A Pedagogue's Progress
Wednesday, November 15, 2006
 
Oh, cut out the bloody moral equivalence

Look, Singabloodypore, George W. Bush is not the world's biggest terrorist. Let's stop taking our talking points from Chomsky and be a bit more precise about our terms here. Terrorist organisations like al-Qaeda, the LTTE (that's the Tamil Tigers), Jemaah Islamiyah, and (previously) the IRA purposely set out to kill large numbers of non-combatants to advance a political agenda. When conceived as a political tactic employed by transnational, non-state actors against states, terrorism aims to weaken people's confidence in their governments' ability to protect them, and, in doing so, pressurise governments into submitting to the terrorists' demands. Terrorism can also be employed by states can against their own citizens (Saddam's Iraq); in such cases, terrorism aims to coerce citizens into compliance with state authority.

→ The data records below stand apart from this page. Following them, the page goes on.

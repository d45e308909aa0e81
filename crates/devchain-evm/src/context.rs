//! Execution context for a single bytecode run

use std::collections::HashSet;

use bytes::Bytes;
use devchain_primitives::{Address, H256, U256};

use crate::error::EvmError;
use crate::memory::Memory;
use crate::opcode::Opcode;
use crate::stack::Stack;

/// Call context information
#[derive(Clone, Debug, Default)]
pub struct CallContext {
    /// Contract address being executed
    pub address: Address,
    /// Caller address
    pub caller: Address,
    /// Call value in wei
    pub value: U256,
    /// Call data
    pub data: Bytes,
}

impl CallContext {
    /// Create a new call context
    pub fn new(address: Address, caller: Address, value: U256, data: impl Into<Bytes>) -> Self {
        Self {
            address,
            caller,
            value,
            data: data.into(),
        }
    }
}

/// Block environment information
#[derive(Clone, Debug)]
pub struct BlockContext {
    /// Block number
    pub number: u64,
    /// Block timestamp
    pub timestamp: u64,
    /// Block gas limit
    pub gas_limit: u64,
    /// Block coinbase
    pub coinbase: Address,
    /// Block difficulty/prevrandao
    pub prevrandao: H256,
    /// Chain ID
    pub chain_id: u64,
    /// Base fee (EIP-1559)
    pub base_fee: U256,
}

impl Default for BlockContext {
    fn default() -> Self {
        Self {
            number: 0,
            timestamp: 0,
            gas_limit: 30_000_000,
            coinbase: Address::ZERO,
            prevrandao: H256::ZERO,
            chain_id: 1337,
            base_fee: U256::zero(),
        }
    }
}

/// Transaction environment information
#[derive(Clone, Debug, Default)]
pub struct TxContext {
    /// Transaction origin (original sender)
    pub origin: Address,
    /// Gas price
    pub gas_price: U256,
}

/// Complete execution environment
#[derive(Clone, Debug, Default)]
pub struct Environment {
    /// Call context
    pub call: CallContext,
    /// Block context
    pub block: BlockContext,
    /// Transaction context
    pub tx: TxContext,
}

impl Environment {
    /// Create new environment
    pub fn new(call: CallContext, block: BlockContext, tx: TxContext) -> Self {
        Self { call, block, tx }
    }
}

/// Why a context halted normally
#[derive(Clone, Copy, Debug, PartialEq, Eq)]
pub enum HaltReason {
    /// STOP was executed
    Stop,
    /// RETURN was executed
    Return,
    /// The program counter ran past the last byte of code
    EndOfCode,
}

/// Lifecycle of an execution context
///
/// `Running` is the only state from which an instruction may be dispatched.
/// Both other states are terminal.
#[derive(Clone, Debug, PartialEq, Eq)]
pub enum ContextStatus {
    /// Instructions may still be dispatched
    Running,
    /// Halted normally
    Halted(HaltReason),
    /// Halted by an error; the error is kept for diagnostics
    Failed(EvmError),
}

impl ContextStatus {
    /// Whether the context can still execute
    pub fn is_running(&self) -> bool {
        matches!(self, ContextStatus::Running)
    }

    /// Whether the context reached either terminal state
    pub fn is_terminal(&self) -> bool {
        !self.is_running()
    }
}

/// Mutable state of one in-flight instruction stream
///
/// Owned by the execution that created it. Only dispatch moves it between
/// states.
#[derive(Clone, Debug)]
pub struct ExecutionContext {
    code: Bytes,
    pub(crate) pc: usize,
    pub(crate) stack: Stack,
    pub(crate) memory: Memory,
    /// Data returned by the last sub-call (always empty: sub-calls need a host)
    pub(crate) return_data: Vec<u8>,
    pub(crate) output: Vec<u8>,
    jump_dests: HashSet<usize>,
    env: Environment,
    status: ContextStatus,
}

impl ExecutionContext {
    /// Create a running context positioned at the first byte of `code`
    pub fn new(code: impl Into<Bytes>, env: Environment) -> Self {
        let code = code.into();
        let jump_dests = analyze_jump_dests(&code);
        Self {
            code,
            pc: 0,
            stack: Stack::new(),
            memory: Memory::new(),
            return_data: Vec::new(),
            output: Vec::new(),
            jump_dests,
            env,
            status: ContextStatus::Running,
        }
    }

    /// Bytecode being executed
    pub fn code(&self) -> &[u8] {
        &self.code
    }

    /// Program counter
    pub fn pc(&self) -> usize {
        self.pc
    }

    /// Operand stack
    pub fn stack(&self) -> &Stack {
        &self.stack
    }

    /// Memory
    pub fn memory(&self) -> &Memory {
        &self.memory
    }

    /// Output set by RETURN or REVERT
    pub fn output(&self) -> &[u8] {
        &self.output
    }

    /// Call environment
    pub fn env(&self) -> &Environment {
        &self.env
    }

    /// Current status
    pub fn status(&self) -> &ContextStatus {
        &self.status
    }

    /// Whether the context can still execute
    pub fn is_running(&self) -> bool {
        self.status.is_running()
    }

    /// Consume the context, keeping its status and output
    pub fn into_parts(self) -> (ContextStatus, Vec<u8>) {
        (self.status, self.output)
    }

    pub(crate) fn halt(&mut self, reason: HaltReason) {
        self.status = ContextStatus::Halted(reason);
    }

    pub(crate) fn fail(&mut self, error: EvmError) {
        self.status = ContextStatus::Failed(error);
    }

    pub(crate) fn is_jump_dest(&self, dest: usize) -> bool {
        self.jump_dests.contains(&dest)
    }
}

/// Collect JUMPDEST offsets, skipping PUSH immediates
fn analyze_jump_dests(code: &[u8]) -> HashSet<usize> {
    let mut dests = HashSet::new();
    let mut i = 0;

    while i < code.len() {
        let byte = code[i];
        if byte == Opcode::JUMPDEST.byte() {
            dests.insert(i);
        }
        if let Some(op) = Opcode::from_byte(byte) {
            i += op.immediate_size();
        }
        i += 1;
    }

    dests
}

#[cfg(test)]
mod tests {
    use super::*;

    #[test]
    fn test_call_context_new() {
        let address = Address::from_bytes([0x11; 20]);
        let caller = Address::from_bytes([0x22; 20]);
        let ctx = CallContext::new(address, caller, U256::from(1000u64), vec![1, 2, 3]);

        assert_eq!(ctx.address, address);
        assert_eq!(ctx.caller, caller);
        assert_eq!(ctx.value, U256::from(1000u64));
        assert_eq!(&ctx.data[..], &[1, 2, 3]);
    }

    #[test]
    fn test_block_context_default() {
        let ctx = BlockContext::default();
        assert_eq!(ctx.gas_limit, 30_000_000);
        assert_eq!(ctx.chain_id, 1337);
        assert_eq!(ctx.prevrandao, H256::ZERO);
    }

    #[test]
    fn test_new_context_is_running() {
        let ctx = ExecutionContext::new(vec![0x00], Environment::default());
        assert_eq!(ctx.status(), &ContextStatus::Running);
        assert_eq!(ctx.pc(), 0);
        assert!(ctx.stack().is_empty());
        assert_eq!(ctx.memory().size(), 0);
        assert!(ctx.output().is_empty());
    }

    #[test]
    fn test_status_transitions() {
        let mut ctx = ExecutionContext::new(Vec::new(), Environment::default());
        ctx.halt(HaltReason::Stop);
        assert!(ctx.status().is_terminal());

        let mut ctx = ExecutionContext::new(Vec::new(), Environment::default());
        ctx.fail(EvmError::StackUnderflow);
        assert_eq!(ctx.status(), &ContextStatus::Failed(EvmError::StackUnderflow));
    }

    #[test]
    fn test_jump_dests_skip_push_data() {
        // PUSH1 0x5B, JUMPDEST, PUSH2 0x5B5B, JUMPDEST
        let code = vec![0x60, 0x5B, 0x5B, 0x61, 0x5B, 0x5B, 0x5B];
        let ctx = ExecutionContext::new(code, Environment::default());
        assert!(!ctx.is_jump_dest(1));
        assert!(ctx.is_jump_dest(2));
        assert!(!ctx.is_jump_dest(4));
        assert!(!ctx.is_jump_dest(5));
        assert!(ctx.is_jump_dest(6));
    }

    #[test]
    fn test_jump_dests_truncated_push() {
        // PUSH32 with only two immediate bytes present
        let ctx = ExecutionContext::new(vec![0x7F, 0x5B, 0x5B], Environment::default());
        assert!(!ctx.is_jump_dest(1));
        assert!(!ctx.is_jump_dest(2));
    }
}
//! Provider requests
//!
//! [`ProviderRequest::parse`] turns an ethers-style `(method, params)` pair
//! into a typed request. Every recognized request maps onto exactly one
//! registry [`Command`]; anything else is kept verbatim for the fallback.

use devchain_primitives::{Address, HexData, Quantity, H256};
use devchain_rpc::{BlockSelector, BlockTag, Command, LogFilter, TransactionRequest};
use serde_json::{Map, Value};

use crate::error::{ProviderError, ProviderResult};
use crate::transaction::{
    normalize_transaction, present, to_address, to_hash, to_hex_data, to_quantity,
};

/// Block addressed by `getBlock`
#[derive(Debug, Clone, Copy, PartialEq, Eq)]
pub enum BlockId {
    /// By number or tag
    Selector(BlockSelector),
    /// By hash
    Hash(H256),
}

/// Typed provider request
#[derive(Debug, Clone, PartialEq)]
pub enum ProviderRequest {
    /// `getChainId`
    GetChainId,
    /// `getBlockNumber`
    GetBlockNumber,
    /// `getGasPrice`
    GetGasPrice,
    /// `getBalance`
    GetBalance {
        /// Account
        address: Address,
        /// Block to read at
        block: BlockSelector,
    },
    /// `getTransactionCount`
    GetTransactionCount {
        /// Account
        address: Address,
        /// Block to read at
        block: BlockSelector,
    },
    /// `getCode`
    GetCode {
        /// Account
        address: Address,
        /// Block to read at
        block: BlockSelector,
    },
    /// `getStorageAt`
    GetStorageAt {
        /// Account
        address: Address,
        /// Storage slot
        position: Quantity,
        /// Block to read at
        block: BlockSelector,
    },
    /// `sendTransaction`
    SendTransaction {
        /// Signed, encoded transaction
        signed_transaction: HexData,
    },
    /// `call`
    Call {
        /// Normalized transaction
        transaction: TransactionRequest,
        /// Block to call at
        block: BlockSelector,
    },
    /// `estimateGas`
    EstimateGas {
        /// Normalized transaction
        transaction: TransactionRequest,
    },
    /// `getBlock`
    GetBlock {
        /// Requested block
        block: BlockId,
        /// Return full transaction objects
        include_transactions: bool,
    },
    /// `getTransaction`
    GetTransaction {
        /// Transaction hash
        hash: H256,
    },
    /// `getTransactionReceipt`
    GetTransactionReceipt {
        /// Transaction hash
        hash: H256,
    },
    /// `getLogs`
    GetLogs {
        /// Log filter
        filter: LogFilter,
    },
    /// `mineBlock`
    MineBlock,
    /// Any other method, forwarded untouched
    Passthrough {
        /// Method name
        method: String,
        /// Original parameters
        params: Value,
    },
}

/// Where a request is answered
#[derive(Debug, Clone, PartialEq)]
pub enum Route {
    /// By a registry command
    Command(Command),
    /// By the fallback provider
    Fallback {
        /// Method name
        method: String,
        /// Original parameters
        params: Value,
    },
}

impl ProviderRequest {
    /// Parse a method and its parameter bag
    ///
    /// `default_block` is used wherever `blockTag` is absent.
    pub fn parse(method: &str, params: Value, default_block: BlockSelector) -> ProviderResult<Self> {
        let request = match method {
            "getChainId" => Self::GetChainId,
            "getBlockNumber" => Self::GetBlockNumber,
            "getGasPrice" => Self::GetGasPrice,
            "mineBlock" => Self::MineBlock,
            "getBalance" | "getTransactionCount" | "getCode" | "getStorageAt" | "sendTransaction"
            | "call" | "estimateGas" | "getBlock" | "getTransaction" | "getTransactionReceipt"
            | "getLogs" => {
                let empty = Map::new();
                let bag = match &params {
                    Value::Object(bag) => bag,
                    Value::Null => &empty,
                    _ => return Err(ProviderError::invalid("params", "expected an object")),
                };
                Self::parse_bag(method, bag, default_block)?
            }
            _ => Self::Passthrough {
                method: method.to_string(),
                params,
            },
        };
        Ok(request)
    }

    fn parse_bag(
        method: &str,
        bag: &Map<String, Value>,
        default_block: BlockSelector,
    ) -> ProviderResult<Self> {
        let block = || block_tag(bag).map(|tag| tag.unwrap_or(default_block));

        let request = match method {
            "getBalance" => Self::GetBalance {
                address: required(bag, "address", to_address)?,
                block: block()?,
            },
            "getTransactionCount" => Self::GetTransactionCount {
                address: required(bag, "address", to_address)?,
                block: block()?,
            },
            "getCode" => Self::GetCode {
                address: required(bag, "address", to_address)?,
                block: block()?,
            },
            "getStorageAt" => Self::GetStorageAt {
                address: required(bag, "address", to_address)?,
                position: required(bag, "position", to_quantity)?,
                block: block()?,
            },
            "sendTransaction" => Self::SendTransaction {
                signed_transaction: required(bag, "signedTransaction", to_hex_data)?,
            },
            "call" => Self::Call {
                transaction: required(bag, "transaction", normalize_transaction)?,
                block: block()?,
            },
            "estimateGas" => Self::EstimateGas {
                transaction: required(bag, "transaction", normalize_transaction)?,
            },
            "getBlock" => {
                let block = match block_tag(bag)? {
                    Some(selector) => BlockId::Selector(selector),
                    None => match optional(bag, "blockHash", to_hash)? {
                        Some(hash) => BlockId::Hash(hash),
                        None => BlockId::Selector(default_block),
                    },
                };
                let include_transactions = match present(bag, "includeTransactions") {
                    None => false,
                    Some(Value::Bool(include)) => *include,
                    Some(_) => {
                        return Err(ProviderError::invalid("includeTransactions", "expected a boolean"))
                    }
                };
                Self::GetBlock {
                    block,
                    include_transactions,
                }
            }
            "getTransaction" => Self::GetTransaction {
                hash: required(bag, "transactionHash", to_hash)?,
            },
            "getTransactionReceipt" => Self::GetTransactionReceipt {
                hash: required(bag, "transactionHash", to_hash)?,
            },
            "getLogs" => Self::GetLogs {
                filter: match present(bag, "filter") {
                    Some(filter) => serde_json::from_value(filter.clone())
                        .map_err(|e| ProviderError::invalid("filter", e))?,
                    None => LogFilter::default(),
                },
            },
            other => {
                return Ok(Self::Passthrough {
                    method: other.to_string(),
                    params: Value::Object(bag.clone()),
                })
            }
        };
        Ok(request)
    }

    /// Decide how the request is answered
    pub fn route(self) -> Route {
        let command = match self {
            Self::GetChainId => Command::ChainId {},
            Self::GetBlockNumber => Command::BlockNumber {},
            Self::GetGasPrice => Command::GasPrice {},
            Self::GetBalance { address, block } => Command::GetBalance { address, block },
            Self::GetTransactionCount { address, block } => {
                Command::GetTransactionCount { address, block }
            }
            Self::GetCode { address, block } => Command::GetCode { address, block },
            Self::GetStorageAt {
                address,
                position,
                block,
            } => Command::GetStorageAt {
                address,
                position,
                block,
            },
            Self::SendTransaction { signed_transaction } => Command::SendRawTransaction {
                data: signed_transaction,
            },
            Self::Call { transaction, block } => Command::Call {
                request: transaction,
                block,
            },
            Self::EstimateGas { transaction } => Command::EstimateGas {
                request: transaction,
            },
            Self::GetBlock {
                block: BlockId::Selector(block),
                include_transactions,
            } => Command::GetBlockByNumber {
                block,
                full: include_transactions,
            },
            Self::GetBlock {
                block: BlockId::Hash(hash),
                include_transactions,
            } => Command::GetBlockByHash {
                hash,
                full: include_transactions,
            },
            Self::GetTransaction { hash } => Command::GetTransactionByHash { hash },
            Self::GetTransactionReceipt { hash } => Command::GetTransactionReceipt { hash },
            Self::GetLogs { filter } => Command::GetLogs { filter },
            Self::MineBlock => Command::Mine {},
            Self::Passthrough { method, params } => return Route::Fallback { method, params },
        };
        Route::Command(command)
    }
}

fn required<T>(
    bag: &Map<String, Value>,
    name: &str,
    convert: fn(&str, &Value) -> ProviderResult<T>,
) -> ProviderResult<T> {
    optional(bag, name, convert)?.ok_or_else(|| ProviderError::MissingField(name.to_string()))
}

fn optional<T>(
    bag: &Map<String, Value>,
    name: &str,
    convert: fn(&str, &Value) -> ProviderResult<T>,
) -> ProviderResult<Option<T>> {
    present(bag, name).map(|value| convert(name, value)).transpose()
}

/// `blockTag` as a tag name or any quantity form
fn block_tag(bag: &Map<String, Value>) -> ProviderResult<Option<BlockSelector>> {
    match present(bag, "blockTag") {
        None => Ok(None),
        Some(Value::String(tag)) if tag == "earliest" => Ok(Some(BlockTag::Earliest.into())),
        Some(Value::String(tag)) if tag == "latest" => Ok(Some(BlockTag::Latest.into())),
        Some(Value::String(tag)) if tag == "pending" => Ok(Some(BlockTag::Pending.into())),
        Some(value) => to_quantity("blockTag", value).map(|n| Some(BlockSelector::Number(n))),
    }
}

#[cfg(test)]
mod tests {
    use super::*;
    use serde_json::json;

    const ADDRESS: &str = "0x1111111111111111111111111111111111111111";

    fn parse(method: &str, params: Value) -> ProviderResult<ProviderRequest> {
        ProviderRequest::parse(method, params, BlockSelector::default())
    }

    #[test]
    fn test_missing_block_tag_defaults() {
        let request = parse("getBalance", json!({"address": ADDRESS})).unwrap();
        assert_eq!(
            request,
            ProviderRequest::GetBalance {
                address: ADDRESS.parse().unwrap(),
                block: BlockSelector::Tag(BlockTag::Latest),
            }
        );

        let request =
            ProviderRequest::parse("getCode", json!({"address": ADDRESS}), BlockTag::Pending.into())
                .unwrap();
        assert!(matches!(
            request,
            ProviderRequest::GetCode { block: BlockSelector::Tag(BlockTag::Pending), .. }
        ));
    }

    #[test]
    fn test_block_tag_number_forms() {
        for tag in [json!("0x0a"), json!(10), json!("0xa")] {
            let request = parse("getBalance", json!({"address": ADDRESS, "blockTag": tag})).unwrap();
            assert!(matches!(
                request,
                ProviderRequest::GetBalance { block, .. } if block == BlockSelector::from(10)
            ));
        }
        assert!(parse("getBalance", json!({"address": ADDRESS, "blockTag": "safe"})).is_err());
    }

    #[test]
    fn test_missing_required_field() {
        assert_eq!(
            parse("getBalance", json!({})).unwrap_err(),
            ProviderError::MissingField("address".into())
        );
        assert_eq!(
            parse("getTransaction", Value::Null).unwrap_err(),
            ProviderError::MissingField("transactionHash".into())
        );
    }

    #[test]
    fn test_get_block_selection() {
        let hash = format!("0x{}", "ab".repeat(32));
        let by_hash = parse("getBlock", json!({"blockHash": hash})).unwrap();
        assert!(matches!(
            by_hash,
            ProviderRequest::GetBlock { block: BlockId::Hash(_), include_transactions: false }
        ));

        let both = parse("getBlock", json!({"blockTag": "earliest", "blockHash": hash})).unwrap();
        assert!(matches!(
            both,
            ProviderRequest::GetBlock {
                block: BlockId::Selector(BlockSelector::Tag(BlockTag::Earliest)),
                ..
            }
        ));

        let neither = parse("getBlock", json!({"includeTransactions": true})).unwrap();
        assert_eq!(
            neither,
            ProviderRequest::GetBlock {
                block: BlockId::Selector(BlockSelector::Tag(BlockTag::Latest)),
                include_transactions: true,
            }
        );
    }

    #[test]
    fn test_unknown_method_is_passthrough() {
        let params = json!({"anything": [1, 2, 3]});
        let request = parse("resolveName", params.clone()).unwrap();
        assert_eq!(
            request.route(),
            Route::Fallback {
                method: "resolveName".into(),
                params,
            }
        );
    }

    #[test]
    fn test_route_to_command() {
        let request = parse("getBlock", json!({"blockTag": "0x1"})).unwrap();
        assert_eq!(
            request.route(),
            Route::Command(Command::GetBlockByNumber {
                block: BlockSelector::from(1),
                full: false,
            })
        );
        assert_eq!(
            parse("mineBlock", Value::Null).unwrap().route(),
            Route::Command(Command::Mine {})
        );
    }

    #[test]
    fn test_get_logs_filter() {
        let request = parse(
            "getLogs",
            json!({"filter": {"fromBlock": "earliest", "address": ADDRESS}}),
        )
        .unwrap();
        match request {
            ProviderRequest::GetLogs { filter } => {
                assert_eq!(filter.from_block, Some(BlockTag::Earliest.into()));
                assert_eq!(filter.address, Some(ADDRESS.parse().unwrap()));
            }
            other => panic!("unexpected request: {:?}", other),
        }
        assert!(parse("getLogs", json!({"filter": {"address": "0x12"}})).is_err());
    }
}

For all its screw-ups in Iraq, the US military does not go out of its way to deliberately kill Iraqi civilians, unless it considers them to be combatants. While inevitably and tragically, many civilians have died as a result of the US's actions, these losses in no way mark the US out as a terrorist state, or its President as a terrorist. To equate George W. Bush -- whom I have no fondness for -- with the likes of Osama bin Laden, Ayman al-Zawahiri, Saddam Hussein, and other genuine terrorists trivialises the significance of terrorism and deflects attention from the real problems faced by the US military in Iraq today, and those of Iraqi civilians struggling to make ends meet.